• _Work order_
Only one thing is required: the number of lines in the entries below that contain "full".

• _The data_
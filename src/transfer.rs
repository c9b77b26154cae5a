//! # Transfer Engine
//!
//! Streams image bytes from the network, either into memory (preview
//! fetch, decoded before it is returned) or onto disk (full-resolution
//! download).
//!
//! ## Progress
//! Every transfer publishes `(received, total)` on a watch channel as
//! chunks arrive; received counts only ever grow, and reach the total on
//! success. `total` is absent when the server sends no content length.
//!
//! ## Cancellation
//! A [`Transfer`] handle carries a cancel flag that is checked on every
//! chunk. Cancelling removes any partial file and resolves the operation
//! with [`Error::Cancelled`], distinct from a failure so callers can keep
//! error reporting quiet for intentional aborts. Cancelling twice, or
//! after the transfer finished, does nothing.
//!
//! ## Downloads Are Atomic
//! Bytes go to `<name>.part` next to the target; the file is renamed into
//! place only after the stream completed and was flushed. A cancelled or
//! failed download never leaves anything at the final path.

use std::path::{Path, PathBuf};
use std::sync::atomic::{AtomicBool, Ordering};

use futures_util::{pin_mut, Stream, StreamExt};
use tokio::io::AsyncWriteExt;
use tokio::sync::watch;
use tracing::debug;

use crate::browse::create_client;
use crate::error::{Error, Result};

/// Byte counts for one transfer.
#[derive(Debug, Clone, Copy, Default, PartialEq, Eq)]
pub struct Progress {
    /// Bytes received so far.
    pub received: u64,
    /// Expected size, when the server reported one.
    pub total: Option<u64>,
}

impl Progress {
    /// Completed fraction in `0.0..=1.0`; `0.0` while the total is unknown.
    pub fn fraction(&self) -> f64 {
        match self.total {
            Some(total) if total > 0 => (self.received as f64 / total as f64).min(1.0),
            _ => 0.0,
        }
    }
}

/// Handle for one in-flight transfer: progress subscription plus cancel
/// control. Created by the caller and passed to the engine operation.
#[derive(Debug)]
pub struct Transfer {
    cancelled: AtomicBool,
    progress: watch::Sender<Progress>,
}

impl Transfer {
    pub fn new() -> Self {
        let (progress, _) = watch::channel(Progress::default());
        Self {
            cancelled: AtomicBool::new(false),
            progress,
        }
    }

    /// Requests cancellation. Safe to call at any time, any number of
    /// times; after natural completion it has no effect.
    pub fn cancel(&self) {
        self.cancelled.store(true, Ordering::SeqCst);
    }

    pub fn is_cancelled(&self) -> bool {
        self.cancelled.load(Ordering::SeqCst)
    }

    /// Subscribes to progress updates. The receiver always holds the
    /// latest value.
    pub fn progress(&self) -> watch::Receiver<Progress> {
        self.progress.subscribe()
    }

    fn report(&self, received: u64, total: Option<u64>) {
        self.progress.send_replace(Progress { received, total });
    }
}

impl Default for Transfer {
    fn default() -> Self {
        Self::new()
    }
}

/// Performs preview fetches and full-resolution downloads.
pub struct TransferEngine {
    client: reqwest::Client,
}

impl TransferEngine {
    pub fn new() -> Result<Self> {
        Ok(Self {
            client: create_client()?,
        })
    }

    /// Fetches and decodes an image, reporting progress on `transfer`.
    pub async fn fetch_image(
        &self,
        url: &str,
        transfer: &Transfer,
    ) -> Result<image::DynamicImage> {
        let response = self.client.get(url).send().await?.error_for_status()?;
        let total = response.content_length();
        let stream = response.bytes_stream().map(|r| r.map_err(Error::from));

        let bytes = collect_stream(stream, total, transfer).await?;
        debug!(url, bytes = bytes.len(), "fetched image data");

        Ok(image::load_from_memory(&bytes)?)
    }

    /// Downloads `url` into `dest_dir` under `file_name`.
    ///
    /// Returns the final path on success. On cancellation or failure the
    /// partial file is removed and nothing exists at the final path.
    pub async fn download(
        &self,
        url: &str,
        dest_dir: &Path,
        file_name: &str,
        transfer: &Transfer,
    ) -> Result<PathBuf> {
        tokio::fs::create_dir_all(dest_dir)
            .await
            .map_err(|e| Error::Destination {
                path: dest_dir.to_path_buf(),
                source: e,
            })?;
        let target = dest_dir.join(file_name);

        let response = self.client.get(url).send().await?.error_for_status()?;
        let total = response.content_length();
        let stream = response.bytes_stream().map(|r| r.map_err(Error::from));

        download_stream(stream, &target, total, transfer).await
    }
}

/// Accumulates a byte stream in memory with per-chunk progress and
/// cancellation checks.
async fn collect_stream<S, B>(stream: S, total: Option<u64>, transfer: &Transfer) -> Result<Vec<u8>>
where
    S: Stream<Item = Result<B>>,
    B: AsRef<[u8]>,
{
    pin_mut!(stream);

    let mut buf = match total {
        Some(total) => Vec::with_capacity(total as usize),
        None => Vec::new(),
    };
    while let Some(chunk) = stream.next().await {
        if transfer.is_cancelled() {
            return Err(Error::Cancelled);
        }
        let chunk = chunk?;
        buf.extend_from_slice(chunk.as_ref());
        transfer.report(buf.len() as u64, total);
    }

    Ok(buf)
}

/// Streams bytes to `<target>.part`, renaming to `target` on success.
async fn download_stream<S, B>(
    stream: S,
    target: &Path,
    total: Option<u64>,
    transfer: &Transfer,
) -> Result<PathBuf>
where
    S: Stream<Item = Result<B>>,
    B: AsRef<[u8]>,
{
    pin_mut!(stream);

    let part = target.with_extension("part");
    let mut file = tokio::fs::File::create(&part)
        .await
        .map_err(|e| Error::Destination {
            path: part.clone(),
            source: e,
        })?;

    let mut received: u64 = 0;
    let written: Result<()> = async {
        while let Some(chunk) = stream.next().await {
            if transfer.is_cancelled() {
                return Err(Error::Cancelled);
            }
            let chunk = chunk?;
            file.write_all(chunk.as_ref())
                .await
                .map_err(|e| Error::Destination {
                    path: part.clone(),
                    source: e,
                })?;
            received += chunk.as_ref().len() as u64;
            transfer.report(received, total);
        }
        file.flush().await.map_err(|e| Error::Destination {
            path: part.clone(),
            source: e,
        })
    }
    .await;

    drop(file);
    match written {
        Ok(()) => {
            tokio::fs::rename(&part, target)
                .await
                .map_err(|e| Error::Destination {
                    path: target.to_path_buf(),
                    source: e,
                })?;
            Ok(target.to_path_buf())
        }
        Err(e) => {
            let _ = tokio::fs::remove_file(&part).await;
            Err(e)
        }
    }
}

• _Task output_
2